Fourth, the problem is that we also misinterpret the NT in this way. One key example is the temptation narratives. We act like the point of the text is that Jesus learned his verses in RA’s and was able to quote them to defeat Satan’s temptation. So, we need to learn our verses to be able to pull them out to face our temptations. Hide God’s word in your heart that you might not sin against Him! That’s a good word, but that’s NOT the primary intention of the story. Jesus isn’t first an example showing us how to fight sin; He is a Savior who succeeds where Adam, Israel, and we failed. That’s why in Luke’s gospel you have a geneaology ending with Adam right before this. The point is that Jesus is the New Adam who doesn’t give in to the temptation of the serpent. He defeats the serpent for us (by not bypassing the cross). We are not ready to live faithfully by wielding the sword of the Spirit to fight off temptation (cf. Psa 119 hiding word in our heart) until we recognize that we’ve failed to perfectly fight off temptation, flee to Jesus for salvation, receive His Spirit and are enabled to now fight a foe that has already been defeated. That’s the point of the David and Goliath narrative. The king is anointed with the Spirit and then goes out to fight the snake-armor wearing giant who has presented himself 40 days and 40 nights. Jesus is anointed with the Spirit at His Baptism and then goes out into the wilderness 40 days and 40 nights to do battle with the serpent.

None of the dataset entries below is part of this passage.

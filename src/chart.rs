//! Chart state: tooth id → [`ToothRecord`].
//!
//! The store enforces nothing beyond its shape. Consistency rules live in
//! [`ToothRecord::apply_finding`] and are applied by the editor and the grid
//! views before they write here, so the map can be persisted and rendered
//! exactly as it is.

use std::collections::BTreeMap;
use std::fmt;

use serde::{Deserialize, Serialize};
use tracing::debug;

use crate::error::ChartError;
use crate::model::ToothRecord;

#[derive(Debug, Clone, Default, PartialEq, Eq, Serialize, Deserialize)]
#[serde(transparent)]
pub struct ChartState {
    teeth: BTreeMap<String, ToothRecord>,
}

/// Record fields that can be written one at a time.
#[derive(Debug, Clone, Copy, PartialEq, Eq, Hash)]
pub enum ToothField {
    Status,
    Corona,
    Recesion,
    Movilidad,
}

impl ChartState {
    pub fn new() -> Self {
        Self::default()
    }

    /// Decode a chart stored by the record API.
    pub fn from_json(json: &str) -> Result<Self, ChartError> {
        Ok(serde_json::from_str(json)?)
    }

    pub fn to_json(&self) -> Result<String, ChartError> {
        Ok(serde_json::to_string(self)?)
    }

    /// The record for `id`, or an empty record if the tooth was never charted.
    pub fn get(&self, id: &str) -> ToothRecord {
        self.teeth.get(id).cloned().unwrap_or_default()
    }

    pub fn record(&self, id: &str) -> Option<&ToothRecord> {
        self.teeth.get(id)
    }

    /// Replace the whole record for `id`.
    pub fn set(&mut self, id: impl Into<String>, record: ToothRecord) {
        self.teeth.insert(id.into(), record);
    }

    /// Overwrite a single field, leaving the rest of the record untouched.
    /// Text is stored verbatim; an empty string clears the field.
    pub fn set_field(&mut self, id: impl Into<String>, field: ToothField, value: &str) {
        let record = self.teeth.entry(id.into()).or_default();
        let value = (!value.is_empty()).then(|| value.to_string());
        match field {
            ToothField::Status => record.status = value,
            ToothField::Corona => record.corona = value,
            ToothField::Recesion => record.recesion = value,
            ToothField::Movilidad => record.movilidad = value,
        }
    }

    pub fn iter(&self) -> impl Iterator<Item = (&str, &ToothRecord)> + '_ {
        self.teeth.iter().map(|(id, record)| (id.as_str(), record))
    }

    pub fn len(&self) -> usize {
        self.teeth.len()
    }

    pub fn is_empty(&self) -> bool {
        self.teeth.is_empty()
    }
}

// ═══════════════════════════════════════════════════════════════════════
// ChartSession
// ═══════════════════════════════════════════════════════════════════════

/// A chart owned by one editing session.
///
/// Every mutation hands the complete updated chart to `on_change`; the host
/// is expected to replace its copy wholesale.
pub struct ChartSession<'a> {
    state: ChartState,
    on_change: Box<dyn FnMut(&ChartState) + 'a>,
}

impl<'a> ChartSession<'a> {
    pub fn new(state: ChartState, on_change: impl FnMut(&ChartState) + 'a) -> Self {
        Self {
            state,
            on_change: Box::new(on_change),
        }
    }

    /// A session nobody listens to, e.g. for batch rendering.
    pub fn detached(state: ChartState) -> Self {
        Self::new(state, |_| {})
    }

    pub fn state(&self) -> &ChartState {
        &self.state
    }

    pub fn set(&mut self, id: impl Into<String>, record: ToothRecord) {
        let id = id.into();
        debug!(tooth = %id, "replacing tooth record");
        self.state.set(id, record);
        self.notify();
    }

    pub fn set_field(&mut self, id: impl Into<String>, field: ToothField, value: &str) {
        let id = id.into();
        debug!(tooth = %id, ?field, value, "updating tooth field");
        self.state.set_field(id, field, value);
        self.notify();
    }

    /// Edit a record in place and notify once.
    pub fn update<R>(&mut self, id: impl Into<String>, edit: impl FnOnce(&mut ToothRecord) -> R) -> R {
        let id = id.into();
        let mut record = self.state.get(&id);
        let result = edit(&mut record);
        self.set(id, record);
        result
    }

    pub fn into_state(self) -> ChartState {
        self.state
    }

    fn notify(&mut self) {
        (self.on_change)(&self.state);
    }
}

impl fmt::Debug for ChartSession<'_> {
    fn fmt(&self, f: &mut fmt::Formatter<'_>) -> fmt::Result {
        f.debug_struct("ChartSession")
            .field("state", &self.state)
            .finish_non_exhaustive()
    }
}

Matt Chandler was NOT giving a whole sermon, he was merely correcting the common misunderstanding that the point of the story is that it’s not the size of the dog in the fight, it’s the size of the fight in the dog (heard a camp counselor say that once). The author intends for us to identify with the Israelites as ones who need a champion to fight for them and rescue them. Then, once we are rescued, we are intended to fight against the fleeing enemy who has already been dealt the death blow by our champion (chase the Philistines). The text does have something to say about faithful living, but only IN Christ, mediated thru him. Once the enemy is defeated and you have the Spirit (like David/Jesus), then you can face down the enemies, but not before. Don’t miss that step! All scripture must be mediated through the one mediator between God and man, the man Christ Jesus!

  • Christ-centered exposition rejects false dichotomies

Eric trumpets Allen when he quotes “Be Expositional First and Christological Second.” This is a false dichotomy to say that one has to choose between being expositional and being Christ-centered. Paul seems to say that doing one is doing the other.

CONCLUSION- Christ-centered exposition is neither exclusively Calvinist nor Presbyterian. It was a method employed by great SBC preachers. One of the first places I learned Christ-centered exposition was listening to WA Criswell and Adrian Rogers. When first starting out in ministry I would listen to cassette tapes of these men preaching Christ from the story of Joseph’s bones in Genesis 50, the wilderness serpents in Numbers 21, the healing of Namaan in 2 Kings 5, and many more. We live in a generation that has forgotten Criswell and Rogers. I pray that God would raise up a generation filled with men like this who preach Christ from ALL the Scriptures!